Utilities must think like a retail company when it comes to demand response

Credit: Somsak Dalad

The few utilities that have achieved high levels of awareness and usage are not only meeting customer needs, they are benefitting from associated lifts in customer satisfaction and trust, the study notes. The report — a national sample of 25,812 consumers — is designed to help utilities understand and improve adoption of energy consumption and smart energy technology among residential customers.

Meanwhile, few utilities have managed to capture this demand. With the exception of mail-based energy usage analysis, which itself struggles to reach 20 percent, most demand response programs are currently utilized by less than 10 percent of consumers nationwide. Low usage levels can be tied to the fact that most consumers have heard of only one type of program; one in three (37 percent) are unaware of any programs offered by their local utility.   When asked about their level of interest across eight consumption management programs, the majority of utility customers (83 percent on average) express interest in at least one program. Interest is highest for appliance rebates (61 percent) and time-of-use incentives (59 percent); however, interest in tools, particularly those delivered in digital format, is also high — with about one in two customers expressing interest.

“While clearly the goal should be to increase demand response program usage, merely increasing interest provides significant benefits to utilities,” said Chris Oberle, senior vice president at Market Strategies International. “Utilities that successfully educate customers about the features and benefits of demand response programs get a boost in customer satisfaction and trust levels.”

Further hampering utilities’ ability to maximize adoption of demand response programs is the fact that most customers lack a sense of urgency. While upwards of 50 percent of customers are interested in programs once made aware, few say they are likely to adopt programs in the next six months.

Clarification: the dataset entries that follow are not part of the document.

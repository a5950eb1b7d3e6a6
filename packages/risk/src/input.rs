//! Bounds checks for values entered into the one-shot risk calculator.
//!
//! Dataset rows have already passed the dataset validator; these checks
//! apply to free-form user input. Negative and non-finite values are
//! rejected, and values above the physical ceiling are capped.

/// Largest daily rainfall accepted by the calculator, in mm.
pub const MAX_RAINFALL_MM: f64 = 200.0;

/// Largest tide height accepted by the calculator, in meters.
pub const MAX_TIDE_M: f64 = 3.0;

/// A calculator input that cannot be scored.
#[derive(Debug, Clone, Copy, PartialEq, thiserror::Error)]
pub enum InputError {
    /// NaN or infinite.
    #[error("{field} must be a finite number, got {value}")]
    NotFinite {
        /// Input name.
        field: &'static str,
        /// Rejected value.
        value: f64,
    },

    /// Below zero.
    #[error("{field} cannot be negative, got {value}")]
    Negative {
        /// Input name.
        field: &'static str,
        /// Rejected value.
        value: f64,
    },
}

/// Checks a rainfall input, capping it at [`MAX_RAINFALL_MM`].
///
/// # Errors
///
/// Returns [`InputError`] if the value is non-finite or negative.
pub fn checked_rainfall(rainfall_mm: f64) -> Result<f64, InputError> {
    checked("rainfall_mm", rainfall_mm, MAX_RAINFALL_MM)
}

/// Checks a tide input, capping it at [`MAX_TIDE_M`].
///
/// # Errors
///
/// Returns [`InputError`] if the value is non-finite or negative.
pub fn checked_tide(tide_m: f64) -> Result<f64, InputError> {
    checked("tide_m", tide_m, MAX_TIDE_M)
}

/// Rejects a non-finite value.
///
/// # Errors
///
/// Returns [`InputError::NotFinite`] for NaN or an infinity.
pub fn finite(field: &'static str, value: f64) -> Result<f64, InputError> {
    if value.is_finite() {
        Ok(value)
    } else {
        Err(InputError::NotFinite { field, value })
    }
}

fn checked(field: &'static str, value: f64, max: f64) -> Result<f64, InputError> {
    let value = finite(field, value)?;
    if value < 0.0 {
        return Err(InputError::Negative { field, value });
    }
    if value > max {
        log::warn!("{field} {value} above maximum, capped at {max}");
        return Ok(max);
    }
    Ok(value)
}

“We have found that utilities that approach energy consumption management programs with traditional product management discipline have the greatest immediate demand and product usage experience for these programs,” Oberle said. “This includes planning, budgeting and managing a targeted marketing effort like any retail company would.”

The study also assesses customers’ perceptions of their local utility on its efforts to educate, motivate and deliver on programs. A small number of utilities in each region of the country have managed to achieve high awareness and usage levels as well as accolades from their customers on three of the eleven metrics, including clearly explaining the programs they offer, having programs that are easy to enroll in, and encouraging online services and formats.

The report names PPL Electric Utilities, Salt River Project, DTE Energy, and CPS Energy among the country’s regional and national program leaders.